At room temperature and pressure, physical contact with normal concentrations of R-134a vapors is not hazardous. In liquid form, however, R-134a refrigerant can freeze skin and eye tissue on contact. If skin exposure occurs, the exposed area should be soaked in luke warm water until thawed. Then apply a non-medicated ointment such as white petroleum jelly until medical treatment can be obtained. In case of eye contact, flush the eyes with water for 15 minutes; then apply a light bandage.

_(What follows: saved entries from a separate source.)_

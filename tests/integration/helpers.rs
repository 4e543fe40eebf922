//! Test helpers and utilities

use std::sync::atomic::{AtomicUsize, Ordering};
use std::sync::{Arc, Mutex};
use std::time::Duration;

use tokio_slots::{TaskWorkers, Worker, WorkerFactory};

/// One unit of test work.
#[derive(Debug, Clone, Copy)]
pub struct Job {
    pub id: u64,
    pub delay_ms: u64,
    pub fail: bool,
}

impl Job {
    pub fn ok(id: u64, delay_ms: u64) -> Self {
        Self {
            id,
            delay_ms,
            fail: false,
        }
    }

    pub fn failing(id: u64, delay_ms: u64) -> Self {
        Self {
            id,
            delay_ms,
            fail: true,
        }
    }
}

/// Records how many jobs run at once and in which order they start.
#[derive(Default)]
pub struct Probe {
    running: AtomicUsize,
    peak: AtomicUsize,
    started: Mutex<Vec<u64>>,
}

#[allow(dead_code)]
impl Probe {
    pub fn enter(&self, id: u64) {
        let now = self.running.fetch_add(1, Ordering::SeqCst) + 1;
        self.peak.fetch_max(now, Ordering::SeqCst);
        self.started.lock().unwrap().push(id);
    }

    pub fn exit(&self) {
        self.running.fetch_sub(1, Ordering::SeqCst);
    }

    pub fn running(&self) -> usize {
        self.running.load(Ordering::SeqCst)
    }

    pub fn peak(&self) -> usize {
        self.peak.load(Ordering::SeqCst)
    }

    pub fn started(&self) -> Vec<u64> {
        self.started.lock().unwrap().clone()
    }
}

/// Async workers that sleep for the job's delay and answer `id * 10`.
pub fn probed_workers(
    probe: Arc<Probe>,
) -> impl WorkerFactory<Worker = impl Worker<Args = Job, Output = u64, Error = String>> {
    TaskWorkers::new(
        |probe: Arc<Probe>, _: Arc<[String]>, job: Job| async move {
            probe.enter(job.id);
            tokio::time::sleep(Duration::from_millis(job.delay_ms)).await;
            probe.exit();

            if job.fail {
                Err(format!("job {} failed", job.id))
            } else {
                Ok(job.id * 10)
            }
        },
        probe,
    )
}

At room temperature and atmospheric pressure, R-134a refrigerant is not flammable. At pressures as low as 5.5 psig and 350°F (177oC) when mixed with air in concentrations over 60 percent by volume, R-134a is combustible. At lower temperatures, higher pressures are required for combustion. At ambient temperatures, all concentrations of R-134a refrigerant are nonflammable at pressures below 15 psig. Combustible mixtures of air and R-134a may form when liquid R-134a refrigerant is pumped into a closed vessel if the initial air pressure is greater than one atmosphere and the final pressure is over 300 psig.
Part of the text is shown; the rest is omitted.